• [Records to use]
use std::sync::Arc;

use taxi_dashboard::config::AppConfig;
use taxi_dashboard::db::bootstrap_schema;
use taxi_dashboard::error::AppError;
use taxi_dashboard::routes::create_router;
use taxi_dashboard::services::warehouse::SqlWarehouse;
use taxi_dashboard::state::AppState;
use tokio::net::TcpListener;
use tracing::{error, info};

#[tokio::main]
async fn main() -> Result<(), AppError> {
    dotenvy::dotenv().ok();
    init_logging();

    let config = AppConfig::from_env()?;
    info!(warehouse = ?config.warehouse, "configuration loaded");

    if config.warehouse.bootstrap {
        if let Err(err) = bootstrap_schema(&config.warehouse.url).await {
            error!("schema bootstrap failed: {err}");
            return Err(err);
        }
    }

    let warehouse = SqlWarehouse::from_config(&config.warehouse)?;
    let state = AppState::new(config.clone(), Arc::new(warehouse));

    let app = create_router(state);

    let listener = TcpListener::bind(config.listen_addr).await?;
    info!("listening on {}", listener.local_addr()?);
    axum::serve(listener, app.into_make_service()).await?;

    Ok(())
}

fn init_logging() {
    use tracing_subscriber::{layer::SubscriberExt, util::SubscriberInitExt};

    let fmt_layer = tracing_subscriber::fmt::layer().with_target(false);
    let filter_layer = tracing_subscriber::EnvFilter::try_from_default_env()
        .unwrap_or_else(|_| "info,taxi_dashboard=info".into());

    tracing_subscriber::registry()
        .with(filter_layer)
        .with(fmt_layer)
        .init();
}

• [What the exercise asks] Above are the records; copy all of them exactly.

• [Solution to the exercise]
use std::sync::Arc;

use taxi_dashboard::config::AppConfig;
use taxi_dashboard::db::bootstrap_schema;
use taxi_dashboard::error::AppError;
use taxi_dashboard::routes::create_router;
use taxi_dashboard::services::warehouse::SqlWarehouse;
use taxi_dashboard::state::AppState;
use tokio::net::TcpListener;
use tracing::{error, info};

#[tokio::main]
async fn main() -> Result<(), AppError> {
    dotenvy::dotenv().ok();
    init_logging();

    let config = AppConfig::from_env()?;
    info!(warehouse = ?config.warehouse, "configuration loaded");

    if config.warehouse.bootstrap {
        if let Err(err) = bootstrap_schema(&config.warehouse.url).await {
            error!("schema bootstrap failed: {err}");
            return Err(err);
        }
    }

    let warehouse = SqlWarehouse::from_config(&config.warehouse)?;
    let state = AppState::new(config.clone(), Arc::new(warehouse));

    let app = create_router(state);

    let listener = TcpListener::bind(config.listen_addr).await?;
    info!("listening on {}", listener.local_addr()?);
    axum::serve(listener, app.into_make_service()).await?;

    Ok(())
}

fn init_logging() {
    use tracing_subscriber::{layer::SubscriberExt, util::SubscriberInitExt};

    let fmt_layer = tracing_subscriber::fmt::layer().with_target(false);
    let filter_layer = tracing_subscriber::EnvFilter::try_from_default_env()
        .unwrap_or_else(|_| "info,taxi_dashboard=info".into());

    tracing_subscriber::registry()
        .with(filter_layer)
        .with(fmt_layer)
        .init();
}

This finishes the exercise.